> THE RECORDS

───

//! End-to-end analysis: text → coefficients → transfer function → response → report
//!
//! Every run starts from scratch; the result is a plain value that a
//! presentation layer can render without calling back into the core.

use crate::config::AnalysisConfig;
use crate::frequency::FrequencyError;
use crate::polynomial::{divider, parse_coefficients, ParsedPolynomial};
use crate::response::FrequencyResponse;
use crate::stability::StabilityReport;
use crate::transfer_function::TransferFunction;

/// Result of one analysis run
#[derive(Debug, Clone)]
pub struct BodeAnalysis {
    /// Parsed numerator field
    pub numerator: ParsedPolynomial,
    /// Parsed denominator field
    pub denominator: ParsedPolynomial,
    /// Fraction bar as wide as the longer display string
    pub divider: String,
    pub transfer_function: TransferFunction,
    pub response: FrequencyResponse,
    pub report: StabilityReport,
}

impl BodeAnalysis {
    /// Run the full pipeline on numerator/denominator text
    ///
    /// Only an invalid sweep configuration can fail; unparseable text falls
    /// back to the constant polynomial `1`.
    pub fn run(
        numerator: &str,
        denominator: &str,
        config: &AnalysisConfig,
    ) -> Result<Self, FrequencyError> {
        let frequency = config.sweep.frequency()?;

        let numerator = parse_coefficients(numerator);
        let denominator = parse_coefficients(denominator);
        let divider = divider(&numerator.display, &denominator.display);

        let transfer_function = TransferFunction::new(
            numerator.polynomial.clone(),
            denominator.polynomial.clone(),
        );
        let response = FrequencyResponse::compute(&transfer_function, &frequency, config.pole_policy);
        let report = config.analyzer().analyze(&response);

        log::debug!(
            "analyzed ({}) / ({}) over {} points",
            numerator.display,
            denominator.display,
            response.len()
        );

        Ok(Self {
            numerator,
            denominator,
            divider,
            transfer_function,
            response,
            report,
        })
    }
}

───

> THE PROBLEM
Here the job is to output the lines from the start of the material through the line with "into the core.", inclusive, exactly and with nothing else.

> SOLUTION BELOW
//! End-to-end analysis: text → coefficients → transfer function → response → report
//!
//! Every run starts from scratch; the result is a plain value that a
//! presentation layer can render without calling back into the core.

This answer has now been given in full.